La euforia desbordada por el retorno a la normalidad de las grandes citas en directo no debería hacernos olvidar el trabajo necesario de las pequeñas salas, amenazadas tras una pandemia que acelera desigualdades previas.
Nos hemos pasado tanto tiempo sin música en vivo que ahora mismo nos debatimos entre la incredulidad y el ansia. No ha sido exactamente una progresión, sino más bien una eclosión que se adivinaba desde hace tiempo. Una explosión calculada, teniendo en cuenta los abonos y las entradas que estaban pendientes de amortizarse desde 2020, porque el porcentaje de devoluciones ha sido escasísimo. El público ha demostrado una adhesión a prueba de bombas. Señal de que pocas cosas unen más, y sirven como elemento socializador, que la música.
Ocurre en los grandes festivales y en las grandes citas, también ocurre en conciertos de mediano aforo, y quizá esa fidelidad del público no sea tan fiable en el circuito de salas de pequeño aforo. Las escenas de emoción, de gozoso reencuentro con la música en directo han sido una constante a lo largo de las últimas semanas.
El Primavera Sound reventando todos sus récords de asistencia, el Sónar rozando su propio mejor índice, el de su 25 aniversario en 2018, el Azkena Rock superándose a sí mismo y estableciendo su nuevo techo, Les Arts haciendo de nuevo inservibles sus taquillas de venta directa ante un sold out anunciado e incluso los Rolling Stones manteniendo una respuesta entusiasta de parte de su público, aunque (eso también) sin llegar a agotar el papel como en otras ocasiones.
Dicen que cuesta muy poco acostumbrarse a lo bueno, y da la sensación de que la pandemia ya solo sea una lejana pesadilla para la industria de la música, más necesitada que nunca de los ingresos del directo ante las ínfimas ventas de discos y la racanería de las plataformas de streaming. Lejos quedan ya, por suerte, aquellas movilizaciones del sector, reflejadas en las redes sociales con aquel círculo rojo que servía para rodear nuestras fotos de perfil y reivindicar un papel casi siempre soslayado. El golpe fue duro, pero no tanto como para que el batacazo fuera irresoluble.

El rock, la electrónica, el hip hop, los sonidos urbanos y de vanguardia, el mestizaje… todos están gozando del alborozo de sus respectivos públicos. También las salas están registrando buenos índices de asistencia en esta recuperación que circula a velocidad de crucero, pero no todas tienen un panorama tan halagüeño ante sí. Muchas, sobre todo las de menor aforo, se están viendo obligadas a suspender conciertos por falta de venta.

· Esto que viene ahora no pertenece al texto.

use std::num::NonZeroU32;

#[derive(Debug, Clone, PartialEq, Eq)]
pub enum Environment {
    Development,
    Test,
    Production,
}

impl std::fmt::Display for Environment {
    fn fmt(&self, f: &mut std::fmt::Formatter<'_>) -> std::fmt::Result {
        match self {
            Environment::Development => write!(f, "development"),
            Environment::Test => write!(f, "test"),
            Environment::Production => write!(f, "production"),
        }
    }
}

#[derive(Debug, Clone)]
pub struct AppConfig {
    pub env: Environment,
    pub log_level: String,
    /// Base URL of the washroom directory service.
    pub backend_url: String,
    pub request_timeout_secs: u64,
    pub user_agent: String,
    /// Maximum number of results requested per nearest search.
    pub result_limit: NonZeroU32,
    /// Upper bound on a single position acquisition.
    pub location_timeout_secs: u64,
    /// Cached positions younger than this are reused instead of asking the platform.
    pub location_max_age_secs: u64,
}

Hace más de una década que se habla de la supuesta burbuja festivalera, pero la que en realidad podría estar al borde del pinchazo es la del circuito de pequeñas salas, que en realidad tiene poco de burbuja y sí mucho de trabajo diario y constante, pico y pala. Sin desmerecer iniciativas mayores, por supuesto.
Hace unos días el presentador de La Sexta Iñaki López animaba al público que levitaba con los Rolling Stones a no olvidarse de todos aquellos músicos cercanos, frecuentemente tildados de “locales” con cierto retintín peyorativo, que pueblan nuestras salas pequeñas. Es cierto que una cosa no quita la otra, y que es perfectamente compatible asistir a un concierto entre 50.000 personas para, un par de días después, acudir a una pequeña sala. Pero su reflexión entraña una enorme dosis de razón: el problema que corremos es que la pandemia, como elemento acelerador de tendencias que ya llevaban tiempo flotando en el aire en febrero de 2020, agudice ahora las desigualdades y favorezca la concentración empresarial que se vive en muchos otros ámbitos.
Cada vez más música en vivo, pero cada vez en menos manos. Las salas no dejan de ser el vivero del que se alimentan las alineaciones de cualquier festival. Prácticamente ninguna empieza a lo grande, en términos de público. Celebremos el retorno a esa normalidad recuperada que parecía no volver nunca, por supuesto, más aún teniendo en cuenta que nuestro país tiene unas cualidades más que propicias para potenciar los festivales como un gran foco de atracción turístico (buen clima, buenos precios, buenas comunicaciones y buenos profesionales), pero hagámoslo sin olvidarnos del trabajo de base, siempre tan necesario, que pregonan las salas.